Eles, e por eles Bukharin, argumentam que a «verdadeira diferença» entre anarquistas e comunistas de Estado consiste nisto: que «enquanto o ideal dos comunistas é a produção centralizada e metodicamente organizada em grandes empresas, o ideal dos anarquistas é constituído por pequenas comunas, as quais pela sua estrutura não são capazes de gerir nehuma grande empresa, mas fazem acordos entre si mediante uma rede de livres negociações».(2)

Seria interessante saber em que livro, opúsculo ou programa anarquista se encontra formulado semelhante «ideal», ou melhor, semelhante bagunça!

Seria necessário saber por que defeitos de estrutura, por exemplo, uma pequena Comuna não poderia gerir uma grande empresa, e por que razão esta teria que estar impedida de fazer livres negociações ou trocas, etc. Assim, os comunistas estatais imaginam que os anarquistas são por uma pequena produção descentralizada. Pequena, porquê?

Provavelmente, acredita-se que a descentralização das funções significa sempre e a todo o custo a fragmentação da produção, e que a produção em grande escala, a existência de vastas associações de produtores, é impossível sem a centralização da sua gestão num único gabinete central, de acordo com um único plano de direção. Isso sim é infantilismo! Os comunistas marxistas, especialmente os russos, estão hipnotizados à distância pela miragem da grande indústria do Ocidente e da América, e tomam por organismo de produção aquilo que é exclusivamente um meio de especulação tipicamente capitalista, um meio para exercer a exploração com maior segurança; e não se apercebem de que este tipo de centralização, longe de beneficiar as reais necessidades da produção, é pelo contrário precisamente aquilo que a limita, estorva e refreia de acordo com o interesse capitalista.
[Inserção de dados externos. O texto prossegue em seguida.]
impl Tui {
    pub fn new() -> Self {
        Self {
            events: Arc::new(Mutex::new(VecDeque::new())),
            tab: 0,
            stage: 0,
            cursor: 0,
            scroll: 0,
            status: "pronto".to_string(),
        }
    }

    // Setup failures halt on an error screen and are then returned.
    pub fn run<F, R>(&mut self, open: F) -> miette::Result<()>
    where
        F: FnOnce(&dyn ProgressSink) -> Result<Session<R>, PainelError> + Send + 'static,
        R: RemoteSource + Send + 'static,
    {
        let mut terminal = enter_terminal()?;
        let result = self.run_inner(&mut terminal, open);
        leave_terminal(&mut terminal)?;
        result
    }

    fn run_inner<F, R>(&mut self, terminal: &mut Term, open: F) -> miette::Result<()>
    where
        F: FnOnce(&dyn ProgressSink) -> Result<Session<R>, PainelError> + Send + 'static,
        R: RemoteSource + Send + 'static,
    {
        let (tx, rx) = mpsc::channel();
        let sink = self.sink();
        let handle = thread::spawn(move || tx.send(open(&sink)));

        let mut tick = 0usize;
        let opened = loop {
            let events = self.recent_events();
            terminal
                .draw(|frame| draw_loading(frame, &events, tick))
                .into_diagnostic()?;

            if let Ok(result) = rx.try_recv() {
                break result;
            }
            if event::poll(Duration::from_millis(120)).into_diagnostic()? {
                if let Event::Key(key) = event::read().into_diagnostic()? {
                    if key.kind == KeyEventKind::Press
                        && matches!(key.code, KeyCode::Char('q') | KeyCode::Esc)
                    {
                        return Err(miette::Report::msg("aborted"));
                    }
                }
            }
            tick = tick.wrapping_add(1);
        };
        handle.join().ok();

        match opened {
            Ok(session) => self.dashboard_loop(terminal, session),
            Err(err) => self.fatal(terminal, err),
        }
    }

    fn dashboard_loop<R: RemoteSource>(
        &mut self,
        terminal: &mut Term,
        mut session: Session<R>,
    ) -> miette::Result<()> {
        let sink = self.sink();
        let mut view = session.dashboard();
        loop {
            terminal
                .draw(|frame| self.draw(frame, &session, &view))
                .into_diagnostic()?;

            if !event::poll(Duration::from_millis(200)).into_diagnostic()? {
                continue;
            }
            let Event::Key(key) = event::read().into_diagnostic()? else {
                continue;
            };
            let changed = match self.handle_key(key, session.outcome().stages.as_slice()) {
                Action::None => false,
                Action::Quit => return Ok(()),
                Action::Reload => {
                    self.status = "recarregando dados...".to_string();
                    terminal
                        .draw(|frame| self.draw(frame, &session, &view))
                        .into_diagnostic()?;
                    if let Err(err) = session.reload(&sink) {
                        return self.fatal(terminal, err);
                    }
                    self.status = "dados recarregados".to_string();
                    true
                }
                Action::Toggle(stage, value) => {
                    self.report(session.toggle(stage, &value).map(|_| ()));
                    true
                }
                Action::ClearStage(stage) => {
                    self.report(session.clear_stage(stage).map(|_| ()));
                    true
                }
            };
            if changed {
                view = session.dashboard();
                self.scroll = 0;
            }
        }
    }

    fn fatal(&self, terminal: &mut Term, err: PainelError) -> miette::Result<()> {
        tracing::error!(error = %err, "dashboard halted");
        let help = err.help().map(|help| help.to_string());
        loop {
            terminal
                .draw(|frame| draw_fatal(frame, &err, help.as_deref()))
                .into_diagnostic()?;
            if event::poll(Duration::from_millis(200)).into_diagnostic()? {
                if let Event::Key(key) = event::read().into_diagnostic()? {
                    if key.kind == KeyEventKind::Press
                        && matches!(key.code, KeyCode::Char('q') | KeyCode::Esc | KeyCode::Enter)
                    {
                        break;
                    }
                }
            }
        }
        Err(miette::Report::new(err))
    }

    fn handle_key(&mut self, key: KeyEvent, stages: &[StageView]) -> Action {
        if key.kind != KeyEventKind::Press {
            return Action::None;
        }
        let options_len = stages.get(self.stage).map(|s| s.options.len()).unwrap_or(0);
        match key.code {
            KeyCode::Char('q') | KeyCode::Esc => Action::Quit,
            KeyCode::Char('r') => Action::Reload,
            KeyCode::Tab => {
                self.tab = (self.tab + 1) % Tab::ALL.len();
                self.scroll = 0;
                Action::None
            }
            KeyCode::BackTab => {
                self.tab = (self.tab + Tab::ALL.len() - 1) % Tab::ALL.len();
                self.scroll = 0;
                Action::None
            }
            KeyCode::Char(c @ '1'..='5') => {
                self.tab = (c as usize) - ('1' as usize);
                self.scroll = 0;
                Action::None
            }
            KeyCode::Left => {
                self.stage = (self.stage + FilterStage::ALL.len() - 1) % FilterStage::ALL.len();
                self.cursor = 0;
                Action::None
            }
            KeyCode::Right => {
                self.stage = (self.stage + 1) % FilterStage::ALL.len();
                self.cursor = 0;
                Action::None
            }
            KeyCode::Up => {
                self.cursor = self.cursor.saturating_sub(1);
                Action::None
            }
            KeyCode::Down => {
                if self.cursor + 1 < options_len {
                    self.cursor += 1;
                }
                Action::None
            }
            KeyCode::PageDown => {
                self.scroll = self.scroll.saturating_add(10);
                Action::None
            }
            KeyCode::PageUp => {
                self.scroll = self.scroll.saturating_sub(10);
                Action::None
            }
            KeyCode::Char(' ') | KeyCode::Enter => stages
                .get(self.stage)
                .and_then(|stage| {
                    stage
                        .options
                        .get(self.cursor)
                        .map(|value| Action::Toggle(stage.stage, value.clone()))
                })
                .unwrap_or(Action::None),
            KeyCode::Char('c') => stages
                .get(self.stage)
                .map(|stage| Action::ClearStage(stage.stage))
                .unwrap_or(Action::None),
            _ => Action::None,
        }
    }

    fn report(&mut self, result: Result<(), PainelError>) {
        if let Err(err) = result {
            tracing::warn!(error = %err, "filter update failed");
            self.status = err.to_string();
        }
    }

    fn sink(&self) -> TuiProgress {
        TuiProgress {
            events: self.events.clone(),
        }
    }

    fn recent_events(&self) -> Vec<String> {
        self.events
            .lock()
            .map(|events| events.iter().cloned().collect())
            .unwrap_or_default()
    }

    fn draw<R: RemoteSource>(
        &self,
        frame: &mut ratatui::Frame,
        session: &Session<R>,
        view: &Dashboard,
    ) {
        let chunks = Layout::default()
            .direction(Direction::Vertical)
            .constraints([
                Constraint::Length(3),
                Constraint::Min(8),
                Constraint::Length(3),
            ])
            .split(frame.area());

        frame.render_widget(
            draw_header(view, session.config().data_dir.as_str()),
            chunks[0],
        );

        let body = Layout::default()
            .direction(Direction::Horizontal)
            .constraints([Constraint::Length(SIDEBAR_WIDTH), Constraint::Min(20)])
            .split(chunks[1]);
        self.draw_sidebar(frame, body[0], session);

        let main = Layout::default()
            .direction(Direction::Vertical)
            .constraints([Constraint::Length(3), Constraint::Min(4)])
            .split(body[1]);
        let titles: Vec<Line> = Tab::ALL.iter().map(|tab| Line::from(tab.title())).collect();
        let tabs = Tabs::new(titles)
            .select(self.tab)
            .block(Block::default().borders(Borders::ALL))
            .highlight_style(
                Style::default()
                    .fg(Color::Cyan)
                    .add_modifier(Modifier::BOLD),
            );
        frame.render_widget(tabs, main[0]);
        if let Some(tab) = view.tabs.get(self.tab) {
            draw_panels(frame, main[1], &tab.panels, self.scroll);
        }

        frame.render_widget(self.draw_footer(view), chunks[2]);
    }

    fn draw_sidebar<R: RemoteSource>(
        &self,
        frame: &mut ratatui::Frame,
        area: Rect,
        session: &Session<R>,
    ) {
        let mut lines = Vec::new();
        for (index, stage) in session.outcome().stages.iter().enumerate() {
            let focused = index == self.stage;
            let summary = if !stage.available {
                "indisponível".to_string()
            } else if stage.explicit {
                format!("{} de {}", stage.selected.len(), stage.options.len())
            } else {
                "todos".to_string()
            };
            let style = if focused {
                Style::default()
                    .fg(Color::Cyan)
                    .add_modifier(Modifier::BOLD)
            } else {
                Style::default().fg(Color::Gray)
            };
            lines.push(Line::from(vec![
                Span::styled(stage.label, style),
                Span::raw(" "),
                Span::styled(format!("({summary})"), Style::default().fg(Color::DarkGray)),
            ]));
            if !focused {
                continue;
            }

            let budget = (area.height as usize).saturating_sub(2 + 2 * FilterStage::ALL.len());
            let start = window_start(self.cursor, budget.max(1));
            for (offset, value) in stage.options.iter().enumerate().skip(start).take(budget.max(1)) {
                let marker = if session.filters().is_picked(stage.stage, value) {
                    "[x]"
                } else {
                    "[ ]"
                };
                let style = if offset == self.cursor {
                    Style::default().fg(Color::Black).bg(Color::Cyan)
                } else {
                    Style::default()
                };
                lines.push(Line::from(Span::styled(format!(" {marker} {value}"), style)));
            }
        }

        let sidebar = Paragraph::new(lines)
            .block(Block::default().borders(Borders::ALL).title("Filtros"))
            .wrap(Wrap { trim: false });
        frame.render_widget(sidebar, area);
    }

    fn draw_footer(&self, view: &Dashboard) -> Paragraph<'static> {
        let mut status = vec![Span::styled(
            self.status.clone(),
            Style::default().fg(Color::Gray),
        )];
        if let Some(diagnostic) = view.diagnostics.first() {
            status.push(Span::raw("   "));
            status.push(Span::styled(
                format!(
                    "{} ({} arquivo(s) com erro)",
                    diagnostic.message,
                    view.diagnostics.len()
                ),
                Style::default().fg(Color::Yellow),
            ));
        } else if let Some(event) = self.recent_events().last() {
            status.push(Span::raw("   "));
            status.push(Span::styled(event.clone(), Style::default().fg(Color::DarkGray)));
        }
        Paragraph::new(vec![
            Line::from(Span::styled(KEYS, Style::default().fg(Color::DarkGray))),
            Line::from(status),
        ])
        .block(Block::default().borders(Borders::TOP))
    }
}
Quando os comunistas ditatoriais falam de «necessidades da produção» não distinguem as necessidades das quais depende a obtenção de maior quantidade e melhor qualidade de produtos — única coisa que interessa do ponto de vista social e comunista — das necessidades inerentes ao regime burguês, necessidade dos capitalistas de ganhar mais mesmo que isso signifique produzir menos. Se o capitalismo tende à centralização da sua gestão, não é de todo no interesse da produção, mas apenas no interesse de ganhar e acumular mais dinheiro — o que não raro encoraja os capitalistas a deixar enormes extensões de terras incultas, a parar certas produções e até a destruir produtos acabados!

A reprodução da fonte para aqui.